WORK ITEM.
Please repeat the records exactly from their first line, finishing at the line containing "fn try_into_query(self) ->" and including it.

DATA EXCERPTS.
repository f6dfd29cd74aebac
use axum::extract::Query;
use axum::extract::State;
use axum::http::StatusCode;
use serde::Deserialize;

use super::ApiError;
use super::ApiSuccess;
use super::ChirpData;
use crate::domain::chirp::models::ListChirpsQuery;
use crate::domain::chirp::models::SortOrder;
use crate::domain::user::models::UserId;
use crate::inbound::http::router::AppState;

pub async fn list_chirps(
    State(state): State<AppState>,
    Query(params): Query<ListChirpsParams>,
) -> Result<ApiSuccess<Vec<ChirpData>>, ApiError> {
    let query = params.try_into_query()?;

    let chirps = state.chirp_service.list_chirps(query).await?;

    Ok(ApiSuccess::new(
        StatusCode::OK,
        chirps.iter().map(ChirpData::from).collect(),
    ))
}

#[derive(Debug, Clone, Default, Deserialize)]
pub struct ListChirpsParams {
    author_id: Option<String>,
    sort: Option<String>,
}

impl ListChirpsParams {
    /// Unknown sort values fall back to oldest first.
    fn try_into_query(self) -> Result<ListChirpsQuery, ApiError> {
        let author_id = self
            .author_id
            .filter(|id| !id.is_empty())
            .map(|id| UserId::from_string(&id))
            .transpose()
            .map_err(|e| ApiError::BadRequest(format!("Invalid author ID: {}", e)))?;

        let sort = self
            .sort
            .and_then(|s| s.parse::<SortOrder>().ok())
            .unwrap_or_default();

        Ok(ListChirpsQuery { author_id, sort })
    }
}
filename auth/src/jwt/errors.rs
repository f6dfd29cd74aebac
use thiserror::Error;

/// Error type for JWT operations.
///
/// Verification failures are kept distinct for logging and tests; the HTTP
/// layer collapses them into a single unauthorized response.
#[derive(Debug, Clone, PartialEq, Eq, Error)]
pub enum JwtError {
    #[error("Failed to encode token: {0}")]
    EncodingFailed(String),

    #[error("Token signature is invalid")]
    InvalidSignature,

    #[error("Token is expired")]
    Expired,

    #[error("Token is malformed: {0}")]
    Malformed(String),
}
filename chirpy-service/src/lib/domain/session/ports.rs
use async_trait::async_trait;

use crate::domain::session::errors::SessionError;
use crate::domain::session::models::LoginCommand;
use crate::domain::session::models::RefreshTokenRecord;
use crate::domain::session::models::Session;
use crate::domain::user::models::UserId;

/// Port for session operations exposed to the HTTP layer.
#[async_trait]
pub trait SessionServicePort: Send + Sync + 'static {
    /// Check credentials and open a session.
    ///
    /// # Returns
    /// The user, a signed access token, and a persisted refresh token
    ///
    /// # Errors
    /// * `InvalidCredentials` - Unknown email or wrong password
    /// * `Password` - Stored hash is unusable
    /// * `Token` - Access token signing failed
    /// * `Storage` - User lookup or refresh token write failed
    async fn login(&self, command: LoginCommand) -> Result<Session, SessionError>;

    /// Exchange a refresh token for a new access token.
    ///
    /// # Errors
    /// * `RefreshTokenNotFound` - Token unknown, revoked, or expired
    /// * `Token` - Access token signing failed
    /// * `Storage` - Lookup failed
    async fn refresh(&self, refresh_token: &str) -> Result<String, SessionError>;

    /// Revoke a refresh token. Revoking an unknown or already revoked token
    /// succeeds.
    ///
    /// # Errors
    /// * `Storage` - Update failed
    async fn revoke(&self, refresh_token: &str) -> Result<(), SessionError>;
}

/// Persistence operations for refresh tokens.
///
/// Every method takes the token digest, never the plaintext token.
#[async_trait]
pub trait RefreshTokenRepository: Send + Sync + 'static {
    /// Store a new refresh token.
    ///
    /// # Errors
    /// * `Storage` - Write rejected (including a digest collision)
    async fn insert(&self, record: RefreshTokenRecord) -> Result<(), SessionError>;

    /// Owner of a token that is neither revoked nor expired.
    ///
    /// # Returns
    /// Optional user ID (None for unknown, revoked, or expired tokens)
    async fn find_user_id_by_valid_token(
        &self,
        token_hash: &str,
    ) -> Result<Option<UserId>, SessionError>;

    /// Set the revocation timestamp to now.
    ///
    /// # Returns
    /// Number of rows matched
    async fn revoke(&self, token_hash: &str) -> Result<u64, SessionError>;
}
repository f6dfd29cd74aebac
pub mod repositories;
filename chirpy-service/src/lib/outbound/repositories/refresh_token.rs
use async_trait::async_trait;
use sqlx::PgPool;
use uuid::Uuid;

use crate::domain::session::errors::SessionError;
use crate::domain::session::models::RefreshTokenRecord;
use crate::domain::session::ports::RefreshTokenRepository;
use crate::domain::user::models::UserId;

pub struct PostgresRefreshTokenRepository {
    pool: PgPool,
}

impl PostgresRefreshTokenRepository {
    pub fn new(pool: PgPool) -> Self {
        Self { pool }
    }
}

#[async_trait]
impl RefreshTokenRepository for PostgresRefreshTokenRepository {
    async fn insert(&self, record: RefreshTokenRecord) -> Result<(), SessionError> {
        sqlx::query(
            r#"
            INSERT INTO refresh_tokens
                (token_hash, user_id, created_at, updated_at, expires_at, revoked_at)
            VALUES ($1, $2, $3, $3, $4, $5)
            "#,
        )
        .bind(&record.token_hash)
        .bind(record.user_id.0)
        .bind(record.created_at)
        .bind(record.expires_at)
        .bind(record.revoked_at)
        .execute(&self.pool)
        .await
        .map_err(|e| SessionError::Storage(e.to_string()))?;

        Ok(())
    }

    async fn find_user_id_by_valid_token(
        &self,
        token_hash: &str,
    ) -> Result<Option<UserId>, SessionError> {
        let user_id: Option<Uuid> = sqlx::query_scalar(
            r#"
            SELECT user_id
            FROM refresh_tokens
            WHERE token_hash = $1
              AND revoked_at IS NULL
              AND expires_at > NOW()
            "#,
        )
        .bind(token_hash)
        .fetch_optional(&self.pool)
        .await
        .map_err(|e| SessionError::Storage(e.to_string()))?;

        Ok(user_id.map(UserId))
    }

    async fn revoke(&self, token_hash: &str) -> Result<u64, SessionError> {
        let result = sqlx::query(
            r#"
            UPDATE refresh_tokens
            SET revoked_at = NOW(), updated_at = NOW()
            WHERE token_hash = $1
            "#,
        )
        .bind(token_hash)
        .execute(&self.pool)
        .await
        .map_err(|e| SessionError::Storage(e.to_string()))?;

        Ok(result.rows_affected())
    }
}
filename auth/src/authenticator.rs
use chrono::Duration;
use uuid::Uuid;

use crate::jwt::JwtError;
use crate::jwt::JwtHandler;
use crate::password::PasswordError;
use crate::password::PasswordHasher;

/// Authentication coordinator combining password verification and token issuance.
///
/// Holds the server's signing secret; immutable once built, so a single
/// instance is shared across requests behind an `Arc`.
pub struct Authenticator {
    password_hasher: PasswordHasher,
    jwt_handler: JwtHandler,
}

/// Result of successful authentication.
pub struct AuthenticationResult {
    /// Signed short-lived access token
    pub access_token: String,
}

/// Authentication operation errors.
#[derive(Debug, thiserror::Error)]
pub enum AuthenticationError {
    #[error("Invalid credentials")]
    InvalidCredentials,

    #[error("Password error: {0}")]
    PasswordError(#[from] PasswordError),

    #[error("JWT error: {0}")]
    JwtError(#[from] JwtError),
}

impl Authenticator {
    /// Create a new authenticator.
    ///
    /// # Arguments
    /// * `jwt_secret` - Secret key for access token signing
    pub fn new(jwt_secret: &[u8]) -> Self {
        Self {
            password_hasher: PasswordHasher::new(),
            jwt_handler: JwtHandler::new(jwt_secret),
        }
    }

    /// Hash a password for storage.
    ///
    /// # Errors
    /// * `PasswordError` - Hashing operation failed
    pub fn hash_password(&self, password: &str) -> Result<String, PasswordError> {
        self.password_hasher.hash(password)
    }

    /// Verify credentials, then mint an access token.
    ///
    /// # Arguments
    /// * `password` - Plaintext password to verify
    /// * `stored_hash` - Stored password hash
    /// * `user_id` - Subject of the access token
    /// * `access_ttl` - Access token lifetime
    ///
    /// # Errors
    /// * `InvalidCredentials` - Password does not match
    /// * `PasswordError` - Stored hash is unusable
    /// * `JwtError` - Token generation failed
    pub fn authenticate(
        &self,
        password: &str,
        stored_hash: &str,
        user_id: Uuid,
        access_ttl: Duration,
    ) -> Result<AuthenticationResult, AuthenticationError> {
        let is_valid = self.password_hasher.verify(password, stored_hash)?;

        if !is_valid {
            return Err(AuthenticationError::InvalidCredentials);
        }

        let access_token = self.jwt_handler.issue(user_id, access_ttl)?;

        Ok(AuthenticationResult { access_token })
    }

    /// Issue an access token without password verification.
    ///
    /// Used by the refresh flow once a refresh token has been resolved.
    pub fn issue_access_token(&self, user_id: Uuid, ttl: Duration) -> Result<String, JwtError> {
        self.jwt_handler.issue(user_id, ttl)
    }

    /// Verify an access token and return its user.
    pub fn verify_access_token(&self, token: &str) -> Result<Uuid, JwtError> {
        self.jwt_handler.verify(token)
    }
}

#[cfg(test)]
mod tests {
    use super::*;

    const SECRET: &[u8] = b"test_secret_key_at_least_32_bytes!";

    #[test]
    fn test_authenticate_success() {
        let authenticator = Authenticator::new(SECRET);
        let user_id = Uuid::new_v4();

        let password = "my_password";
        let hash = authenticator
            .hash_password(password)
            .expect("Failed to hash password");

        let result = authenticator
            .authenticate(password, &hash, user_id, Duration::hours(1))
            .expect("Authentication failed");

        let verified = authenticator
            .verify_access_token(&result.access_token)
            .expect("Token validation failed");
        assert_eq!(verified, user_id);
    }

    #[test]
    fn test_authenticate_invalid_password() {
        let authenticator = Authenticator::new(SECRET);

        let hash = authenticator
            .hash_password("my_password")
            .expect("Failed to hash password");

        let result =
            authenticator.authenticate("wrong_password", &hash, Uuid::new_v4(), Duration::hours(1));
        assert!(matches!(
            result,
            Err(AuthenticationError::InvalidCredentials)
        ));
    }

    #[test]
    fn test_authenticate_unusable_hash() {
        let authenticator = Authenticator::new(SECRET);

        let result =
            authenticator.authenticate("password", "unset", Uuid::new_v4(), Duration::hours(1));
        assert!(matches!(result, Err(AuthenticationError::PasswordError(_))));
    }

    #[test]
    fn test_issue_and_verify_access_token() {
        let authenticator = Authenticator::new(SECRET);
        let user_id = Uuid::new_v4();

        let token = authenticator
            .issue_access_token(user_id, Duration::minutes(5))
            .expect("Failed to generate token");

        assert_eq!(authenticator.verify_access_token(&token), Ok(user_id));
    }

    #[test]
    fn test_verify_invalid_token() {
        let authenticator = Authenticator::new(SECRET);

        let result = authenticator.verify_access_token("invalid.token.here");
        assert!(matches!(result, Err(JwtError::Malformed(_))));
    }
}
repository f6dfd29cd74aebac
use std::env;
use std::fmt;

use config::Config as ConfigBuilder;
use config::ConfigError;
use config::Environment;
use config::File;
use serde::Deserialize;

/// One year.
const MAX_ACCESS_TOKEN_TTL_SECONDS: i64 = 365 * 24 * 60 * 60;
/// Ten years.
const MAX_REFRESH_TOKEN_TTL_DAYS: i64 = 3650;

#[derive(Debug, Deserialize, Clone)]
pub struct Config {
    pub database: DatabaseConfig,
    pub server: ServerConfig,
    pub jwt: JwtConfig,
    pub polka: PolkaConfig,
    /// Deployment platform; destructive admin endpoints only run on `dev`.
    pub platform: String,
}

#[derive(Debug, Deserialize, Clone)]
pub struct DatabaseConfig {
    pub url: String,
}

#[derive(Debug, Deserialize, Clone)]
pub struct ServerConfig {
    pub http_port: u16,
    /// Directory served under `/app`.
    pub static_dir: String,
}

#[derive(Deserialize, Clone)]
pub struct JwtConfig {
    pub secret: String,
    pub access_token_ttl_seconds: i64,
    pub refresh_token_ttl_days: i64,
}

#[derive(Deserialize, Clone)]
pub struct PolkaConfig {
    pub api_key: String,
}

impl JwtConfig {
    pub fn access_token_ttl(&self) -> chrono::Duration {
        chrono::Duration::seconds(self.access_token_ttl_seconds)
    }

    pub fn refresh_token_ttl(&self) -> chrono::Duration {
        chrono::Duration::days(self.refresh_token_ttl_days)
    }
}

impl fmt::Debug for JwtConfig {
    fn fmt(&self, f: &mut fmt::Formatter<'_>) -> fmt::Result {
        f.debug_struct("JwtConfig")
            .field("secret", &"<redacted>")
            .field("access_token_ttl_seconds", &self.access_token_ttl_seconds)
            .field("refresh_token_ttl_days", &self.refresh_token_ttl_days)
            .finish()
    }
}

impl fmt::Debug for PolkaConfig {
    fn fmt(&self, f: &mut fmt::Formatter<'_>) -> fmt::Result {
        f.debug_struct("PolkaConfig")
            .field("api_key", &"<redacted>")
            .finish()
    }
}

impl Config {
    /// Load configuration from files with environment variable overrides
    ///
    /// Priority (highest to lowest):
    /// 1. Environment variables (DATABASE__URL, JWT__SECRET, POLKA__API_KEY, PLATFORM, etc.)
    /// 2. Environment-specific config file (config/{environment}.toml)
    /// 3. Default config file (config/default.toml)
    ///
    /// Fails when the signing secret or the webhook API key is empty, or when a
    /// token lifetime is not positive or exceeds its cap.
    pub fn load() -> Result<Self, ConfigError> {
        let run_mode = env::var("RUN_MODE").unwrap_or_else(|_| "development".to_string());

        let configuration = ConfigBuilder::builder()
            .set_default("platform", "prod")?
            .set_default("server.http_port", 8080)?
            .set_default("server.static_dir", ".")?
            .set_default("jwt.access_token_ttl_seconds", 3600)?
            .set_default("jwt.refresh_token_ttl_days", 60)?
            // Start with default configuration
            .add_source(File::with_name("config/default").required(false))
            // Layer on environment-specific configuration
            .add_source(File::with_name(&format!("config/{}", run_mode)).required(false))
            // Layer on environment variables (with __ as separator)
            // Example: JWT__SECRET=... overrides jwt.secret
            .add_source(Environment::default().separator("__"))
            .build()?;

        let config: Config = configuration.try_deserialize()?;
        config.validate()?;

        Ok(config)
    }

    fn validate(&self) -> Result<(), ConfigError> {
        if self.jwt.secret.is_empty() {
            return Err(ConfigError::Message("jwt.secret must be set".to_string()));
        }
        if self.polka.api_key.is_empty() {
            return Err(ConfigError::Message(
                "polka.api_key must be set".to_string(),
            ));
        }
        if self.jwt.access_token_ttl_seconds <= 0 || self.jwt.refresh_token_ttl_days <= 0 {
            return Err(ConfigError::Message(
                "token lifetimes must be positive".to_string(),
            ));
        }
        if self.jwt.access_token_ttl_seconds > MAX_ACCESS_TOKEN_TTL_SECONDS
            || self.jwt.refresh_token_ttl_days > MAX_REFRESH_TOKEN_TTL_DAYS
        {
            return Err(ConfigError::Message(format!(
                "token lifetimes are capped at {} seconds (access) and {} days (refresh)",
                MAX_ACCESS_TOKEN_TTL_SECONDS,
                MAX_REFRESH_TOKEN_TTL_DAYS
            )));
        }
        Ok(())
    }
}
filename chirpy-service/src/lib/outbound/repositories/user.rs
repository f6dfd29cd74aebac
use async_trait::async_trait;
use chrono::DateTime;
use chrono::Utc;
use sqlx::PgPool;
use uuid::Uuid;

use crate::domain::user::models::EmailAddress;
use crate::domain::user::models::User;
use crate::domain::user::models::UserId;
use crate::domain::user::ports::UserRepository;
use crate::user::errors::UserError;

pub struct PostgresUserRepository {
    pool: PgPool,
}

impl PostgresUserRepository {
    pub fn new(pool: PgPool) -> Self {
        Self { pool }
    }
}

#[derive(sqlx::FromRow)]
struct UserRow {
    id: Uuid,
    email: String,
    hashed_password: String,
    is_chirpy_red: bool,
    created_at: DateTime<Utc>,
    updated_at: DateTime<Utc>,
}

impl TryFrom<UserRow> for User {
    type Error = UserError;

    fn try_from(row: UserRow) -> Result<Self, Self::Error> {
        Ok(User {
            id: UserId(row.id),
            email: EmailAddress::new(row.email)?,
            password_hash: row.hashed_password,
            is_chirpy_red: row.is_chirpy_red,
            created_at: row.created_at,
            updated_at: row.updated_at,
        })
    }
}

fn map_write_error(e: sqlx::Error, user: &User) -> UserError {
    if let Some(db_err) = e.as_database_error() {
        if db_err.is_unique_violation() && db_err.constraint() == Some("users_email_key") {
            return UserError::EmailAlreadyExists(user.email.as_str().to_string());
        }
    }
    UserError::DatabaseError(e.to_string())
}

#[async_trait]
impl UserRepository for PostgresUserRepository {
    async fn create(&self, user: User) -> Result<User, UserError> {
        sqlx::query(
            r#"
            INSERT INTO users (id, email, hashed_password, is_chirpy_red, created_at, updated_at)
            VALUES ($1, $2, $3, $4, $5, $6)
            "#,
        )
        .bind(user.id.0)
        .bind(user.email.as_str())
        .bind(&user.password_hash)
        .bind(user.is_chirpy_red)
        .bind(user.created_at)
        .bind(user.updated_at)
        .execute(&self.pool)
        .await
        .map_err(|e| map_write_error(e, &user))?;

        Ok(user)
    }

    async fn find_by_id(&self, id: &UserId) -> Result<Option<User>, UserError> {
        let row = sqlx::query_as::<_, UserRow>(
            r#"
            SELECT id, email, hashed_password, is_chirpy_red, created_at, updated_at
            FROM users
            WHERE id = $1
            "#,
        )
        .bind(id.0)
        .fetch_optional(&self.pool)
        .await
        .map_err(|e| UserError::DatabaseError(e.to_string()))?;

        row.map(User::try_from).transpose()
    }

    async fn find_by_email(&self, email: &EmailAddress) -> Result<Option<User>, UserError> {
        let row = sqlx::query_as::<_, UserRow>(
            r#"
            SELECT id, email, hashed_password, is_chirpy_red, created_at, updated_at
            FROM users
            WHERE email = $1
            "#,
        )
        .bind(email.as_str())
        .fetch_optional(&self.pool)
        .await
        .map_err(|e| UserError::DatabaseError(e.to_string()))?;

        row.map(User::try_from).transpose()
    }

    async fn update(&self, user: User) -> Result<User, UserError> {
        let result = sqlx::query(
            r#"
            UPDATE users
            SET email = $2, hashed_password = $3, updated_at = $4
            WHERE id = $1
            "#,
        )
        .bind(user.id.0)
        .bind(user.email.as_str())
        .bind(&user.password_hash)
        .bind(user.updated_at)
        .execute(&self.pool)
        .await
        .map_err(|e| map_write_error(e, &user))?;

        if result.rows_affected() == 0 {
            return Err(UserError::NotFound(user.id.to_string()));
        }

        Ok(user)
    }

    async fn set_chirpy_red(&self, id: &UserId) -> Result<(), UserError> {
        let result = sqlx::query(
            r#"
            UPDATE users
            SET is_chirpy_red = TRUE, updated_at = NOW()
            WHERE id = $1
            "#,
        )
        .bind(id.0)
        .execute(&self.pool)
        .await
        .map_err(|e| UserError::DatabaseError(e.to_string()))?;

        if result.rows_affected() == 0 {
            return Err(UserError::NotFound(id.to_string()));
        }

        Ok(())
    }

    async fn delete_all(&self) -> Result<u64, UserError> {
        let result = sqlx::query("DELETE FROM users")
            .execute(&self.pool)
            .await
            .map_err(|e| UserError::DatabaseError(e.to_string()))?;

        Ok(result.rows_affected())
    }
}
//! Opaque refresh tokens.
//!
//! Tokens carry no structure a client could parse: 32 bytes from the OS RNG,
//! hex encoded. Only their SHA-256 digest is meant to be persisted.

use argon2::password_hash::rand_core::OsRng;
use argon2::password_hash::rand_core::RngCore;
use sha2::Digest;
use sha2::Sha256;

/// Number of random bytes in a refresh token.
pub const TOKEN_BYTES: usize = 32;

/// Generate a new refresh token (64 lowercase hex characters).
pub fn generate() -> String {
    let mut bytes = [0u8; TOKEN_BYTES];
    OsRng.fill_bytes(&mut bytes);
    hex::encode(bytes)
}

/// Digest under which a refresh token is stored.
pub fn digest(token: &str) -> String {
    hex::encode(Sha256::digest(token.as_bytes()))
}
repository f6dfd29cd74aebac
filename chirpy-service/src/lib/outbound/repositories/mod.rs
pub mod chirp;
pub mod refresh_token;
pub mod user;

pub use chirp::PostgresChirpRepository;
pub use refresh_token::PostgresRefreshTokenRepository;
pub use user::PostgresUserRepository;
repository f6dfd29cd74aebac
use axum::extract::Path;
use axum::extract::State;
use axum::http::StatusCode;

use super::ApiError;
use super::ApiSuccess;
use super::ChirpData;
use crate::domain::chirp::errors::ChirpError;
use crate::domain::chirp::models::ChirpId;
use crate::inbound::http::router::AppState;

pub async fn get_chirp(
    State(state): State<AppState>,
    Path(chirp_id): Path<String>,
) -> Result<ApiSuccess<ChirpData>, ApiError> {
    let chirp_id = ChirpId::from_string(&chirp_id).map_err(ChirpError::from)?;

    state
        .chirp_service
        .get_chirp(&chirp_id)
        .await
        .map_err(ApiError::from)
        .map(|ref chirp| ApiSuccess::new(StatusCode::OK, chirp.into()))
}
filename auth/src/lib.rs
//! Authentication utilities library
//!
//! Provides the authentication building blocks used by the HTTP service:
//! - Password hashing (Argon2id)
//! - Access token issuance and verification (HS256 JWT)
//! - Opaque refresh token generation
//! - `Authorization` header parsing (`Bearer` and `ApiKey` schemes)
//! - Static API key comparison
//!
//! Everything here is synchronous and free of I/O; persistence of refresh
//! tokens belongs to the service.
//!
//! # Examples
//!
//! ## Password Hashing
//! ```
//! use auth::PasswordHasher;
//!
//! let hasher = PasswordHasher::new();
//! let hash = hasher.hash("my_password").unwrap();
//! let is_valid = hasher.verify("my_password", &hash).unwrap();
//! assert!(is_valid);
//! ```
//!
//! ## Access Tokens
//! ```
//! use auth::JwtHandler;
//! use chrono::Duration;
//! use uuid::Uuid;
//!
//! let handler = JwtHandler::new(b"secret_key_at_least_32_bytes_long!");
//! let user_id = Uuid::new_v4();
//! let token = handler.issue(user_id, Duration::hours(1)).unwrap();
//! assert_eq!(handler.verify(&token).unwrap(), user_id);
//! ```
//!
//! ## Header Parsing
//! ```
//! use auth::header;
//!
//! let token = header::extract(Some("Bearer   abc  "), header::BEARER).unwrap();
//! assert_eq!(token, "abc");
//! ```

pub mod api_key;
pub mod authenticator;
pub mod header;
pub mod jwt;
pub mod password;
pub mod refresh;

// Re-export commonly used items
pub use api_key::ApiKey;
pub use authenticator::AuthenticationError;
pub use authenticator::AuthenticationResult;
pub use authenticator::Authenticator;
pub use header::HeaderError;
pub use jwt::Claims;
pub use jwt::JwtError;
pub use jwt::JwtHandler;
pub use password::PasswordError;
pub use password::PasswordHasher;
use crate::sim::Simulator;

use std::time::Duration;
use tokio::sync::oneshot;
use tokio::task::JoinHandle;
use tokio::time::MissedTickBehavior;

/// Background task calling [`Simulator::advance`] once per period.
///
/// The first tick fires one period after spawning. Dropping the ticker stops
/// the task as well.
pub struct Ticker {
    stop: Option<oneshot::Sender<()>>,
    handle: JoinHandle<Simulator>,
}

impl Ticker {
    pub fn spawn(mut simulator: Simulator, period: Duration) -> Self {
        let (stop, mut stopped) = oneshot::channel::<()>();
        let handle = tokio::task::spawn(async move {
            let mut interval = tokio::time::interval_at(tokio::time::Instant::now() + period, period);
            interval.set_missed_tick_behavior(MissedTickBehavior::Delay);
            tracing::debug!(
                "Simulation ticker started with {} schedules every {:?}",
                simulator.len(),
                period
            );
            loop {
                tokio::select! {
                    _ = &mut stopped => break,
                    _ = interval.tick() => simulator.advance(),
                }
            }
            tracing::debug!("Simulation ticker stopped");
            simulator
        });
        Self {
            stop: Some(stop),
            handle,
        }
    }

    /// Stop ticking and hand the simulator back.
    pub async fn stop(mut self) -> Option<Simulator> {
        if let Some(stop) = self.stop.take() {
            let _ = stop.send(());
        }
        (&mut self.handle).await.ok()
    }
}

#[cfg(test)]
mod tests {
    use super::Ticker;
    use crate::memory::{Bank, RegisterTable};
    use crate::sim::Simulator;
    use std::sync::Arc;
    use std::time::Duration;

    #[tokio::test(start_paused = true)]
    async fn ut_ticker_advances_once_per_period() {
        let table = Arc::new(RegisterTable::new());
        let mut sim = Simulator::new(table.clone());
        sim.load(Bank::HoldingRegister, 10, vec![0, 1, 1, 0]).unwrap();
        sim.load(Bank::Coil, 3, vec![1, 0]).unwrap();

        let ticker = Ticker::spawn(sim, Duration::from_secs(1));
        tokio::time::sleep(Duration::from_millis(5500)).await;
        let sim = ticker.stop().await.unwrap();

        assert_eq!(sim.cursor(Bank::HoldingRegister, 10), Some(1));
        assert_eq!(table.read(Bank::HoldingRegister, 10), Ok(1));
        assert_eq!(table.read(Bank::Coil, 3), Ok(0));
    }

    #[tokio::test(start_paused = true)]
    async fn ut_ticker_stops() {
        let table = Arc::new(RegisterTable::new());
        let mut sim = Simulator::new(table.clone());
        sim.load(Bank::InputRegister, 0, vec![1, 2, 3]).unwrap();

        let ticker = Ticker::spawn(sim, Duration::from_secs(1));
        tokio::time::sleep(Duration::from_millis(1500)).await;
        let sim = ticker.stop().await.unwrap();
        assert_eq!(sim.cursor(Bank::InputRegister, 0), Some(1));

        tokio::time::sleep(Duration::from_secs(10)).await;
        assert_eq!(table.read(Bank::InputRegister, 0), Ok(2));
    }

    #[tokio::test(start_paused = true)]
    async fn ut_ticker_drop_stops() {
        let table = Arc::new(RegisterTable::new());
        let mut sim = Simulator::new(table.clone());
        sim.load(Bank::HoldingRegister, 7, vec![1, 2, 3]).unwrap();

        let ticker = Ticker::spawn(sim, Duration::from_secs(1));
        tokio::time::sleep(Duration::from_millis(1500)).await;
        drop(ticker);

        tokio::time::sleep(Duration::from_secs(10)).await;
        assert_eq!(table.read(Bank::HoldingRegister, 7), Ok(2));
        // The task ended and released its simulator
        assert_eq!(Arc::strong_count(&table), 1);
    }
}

SOLUTION TO THIS PROBLEM.
repository f6dfd29cd74aebac
use axum::extract::Query;
use axum::extract::State;
use axum::http::StatusCode;
use serde::Deserialize;

use super::ApiError;
use super::ApiSuccess;
use super::ChirpData;
use crate::domain::chirp::models::ListChirpsQuery;
use crate::domain::chirp::models::SortOrder;
use crate::domain::user::models::UserId;
use crate::inbound::http::router::AppState;

pub async fn list_chirps(
    State(state): State<AppState>,
    Query(params): Query<ListChirpsParams>,
) -> Result<ApiSuccess<Vec<ChirpData>>, ApiError> {
    let query = params.try_into_query()?;

    let chirps = state.chirp_service.list_chirps(query).await?;

    Ok(ApiSuccess::new(
        StatusCode::OK,
        chirps.iter().map(ChirpData::from).collect(),
    ))
}

#[derive(Debug, Clone, Default, Deserialize)]
pub struct ListChirpsParams {
    author_id: Option<String>,
    sort: Option<String>,
}

impl ListChirpsParams {
    /// Unknown sort values fall back to oldest first.
    fn try_into_query(self) -> Result<ListChirpsQuery, ApiError> {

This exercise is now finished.